In the Greek both Joshua and Jesus are exactly the same, Iesous. But when referring to the Messiah, they translated Yeshua the Messiah’s name as Jesus. Why? They took the Greek word Iesous and transliterated it to English, Jesus. When Joshua is mentioned in the New Covenant, they do not translate his name as Jesus, even though in the Greek it is the same, but they use the Hebrew transliteration—Joshua—leaving us to think they are two different names. As a result, we lose the Jewish character of Jesus’ name. Joshua is seen as Jewish, and the Jewish Messiah appears as something other.

Yeshua or Yehoshua?

Now, some have claimed that his name was never Yeshua, but Yehoshua all the time. Indeed, the original name was Yehoshua. However we see that it was shortened to Yeshua in the later books of the Hebrew Bible. The name for the high priest to which Zechariah refers, is spelled Yeshoshua in Zechariah, but the same high priest is referred to as Yeshua in Ezra and Nehemiah. (See Nehemiah 7:7 and Ezra 2:2 for examples).

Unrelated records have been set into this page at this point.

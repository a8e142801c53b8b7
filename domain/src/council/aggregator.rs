//! Aggregation of provider results into the requested output shape.
//!
//! Pure functions over a completed result set. Nothing here performs I/O
//! or mutates its inputs.

use super::consensus::{ConsensusScore, consensus, usable};
use super::mode::ResponseMode;
use super::result::GenerationResult;
use crate::util::truncate_chars;

/// Excerpt length per provider in a synthesis, in characters.
pub const EXCERPT_CHARS: usize = 500;

/// Returned by a synthesis when no provider produced usable text.
pub const NO_USABLE_SYNTHESIS: &str = "No provider was able to produce a usable response.";

/// Returned by a debate when no provider produced usable text.
pub const NO_USABLE_DEBATE: &str = "No provider was able to take part in the debate.";

/// What the aggregator produced for a request
#[derive(Debug, Clone, PartialEq)]
pub struct Aggregation {
    /// Rendered document (absent in Detailed mode)
    pub synthesis: Option<String>,
    /// Consensus score, present only when at least two providers were usable
    pub consensus_score: Option<ConsensusScore>,
}

/// Folds provider results into a synthesis, a debate, or nothing (Detailed)
pub struct Aggregator;

impl Aggregator {
    /// Route to the renderer for `mode` and score consensus.
    pub fn aggregate(mode: ResponseMode, question: &str, results: &[GenerationResult]) -> Aggregation {
        if !mode.renders_document() {
            return Aggregation {
                synthesis: None,
                consensus_score: None,
            };
        }

        let consensus_score = if usable(results).len() >= 2 {
            consensus(results)
        } else {
            None
        };

        Aggregation {
            synthesis: Self::render(mode, question, results),
            consensus_score,
        }
    }

    /// Render the document for `mode`; `None` for Detailed.
    pub fn render(mode: ResponseMode, question: &str, results: &[GenerationResult]) -> Option<String> {
        match mode {
            ResponseMode::Synthesis => Some(Self::synthesize(question, results)),
            ResponseMode::Debate => Some(Self::debate(question, results)),
            ResponseMode::Detailed => None,
        }
    }

    /// Unified synthesis with a truncated excerpt per provider.
    pub fn synthesize(question: &str, results: &[GenerationResult]) -> String {
        let usable = usable(results);

        match usable.as_slice() {
            [] => NO_USABLE_SYNTHESIS.to_string(),
            [only] => format!("**Response from {}:**\n\n{}", only.provider, only.content),
            _ => {
                let mut parts: Vec<String> = Vec::new();
                parts.push("## Council Synthesis\n".to_string());
                parts.push(format!("**Question:** {}\n", question));
                parts.push(format!("**Providers consulted:** {}\n", provider_list(&usable)));
                parts.push("---\n".to_string());

                parts.push("### Key points by provider\n".to_string());
                for result in &usable {
                    let (excerpt, truncated) = truncate_chars(&result.content, EXCERPT_CHARS);
                    let ellipsis = if truncated { "..." } else { "" };
                    parts.push(format!("**{}:** {}{}\n", result.provider, excerpt, ellipsis));
                }

                let score = consensus(results).unwrap_or(ConsensusScore::UNANIMOUS);
                parts.push(format!("\n### Consensus: {}%\n", score.percent()));
                parts.push(format!("{}\n", score.verdict().synthesis_text()));

                parts.join("\n")
            }
        }
    }

    /// Debate transcript with every usable answer in full.
    pub fn debate(question: &str, results: &[GenerationResult]) -> String {
        let usable = usable(results);
        if usable.is_empty() {
            return NO_USABLE_DEBATE.to_string();
        }

        let mut parts: Vec<String> = Vec::new();
        parts.push("## Council Debate\n".to_string());
        parts.push(format!("**Topic:** {}\n", question));
        parts.push(format!("**Participants:** {}\n", provider_list(&usable)));
        parts.push("---\n".to_string());

        for result in &usable {
            parts.push(format!("### {}\n", result.provider));
            parts.push(format!("{}\n", result.content));
            parts.push("---\n".to_string());
        }

        let score = consensus(results).unwrap_or(ConsensusScore::UNANIMOUS);
        parts.push("\n### Debate analysis\n".to_string());
        parts.push(format!("**Consensus score:** {}%\n", score.percent()));
        parts.push(format!("**Verdict:** {}\n", score.verdict().debate_text()));

        parts.join("\n")
    }
}

fn provider_list(results: &[&GenerationResult]) -> String {
    results
        .iter()
        .map(|r| r.provider.as_str())
        .collect::<Vec<_>>()
        .join(", ")
}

So it appears that the name changed over time from Yehoshua to Yeshua. Yehoshua appears over 200 times and Yeshua appears 29 times in the Hebrew bible. But here is the real proof that the named changed in pronunciation and spelling. Joshua son of Nun, Moses’ successor is referred in Nehemiah, no as Yehoshua son of Nun יְהוֹשֻׁ֣עַ בִּן־נ֗וּן but as Yeshua son of Nun יֵשׁ֨וּעַ בִּן־נ֥וּן. By the time Yeshua was born, it is probable that Yeshua had replaced Yehoshua completely. But the meaning remained, Yahweh is salvation/Yahweh saves.

Just a quick closing comment. My goal is not to get everyone in the world to refer to the Messiah by His Hebrew name. For someone who has been communing with Jesus for years and loves that name, it would be the height of arrogance for one to expect them to stop using the Greek/English version. I am confident that Yeshua receives all praise from pure hearted believers in whatever language in which they worship him.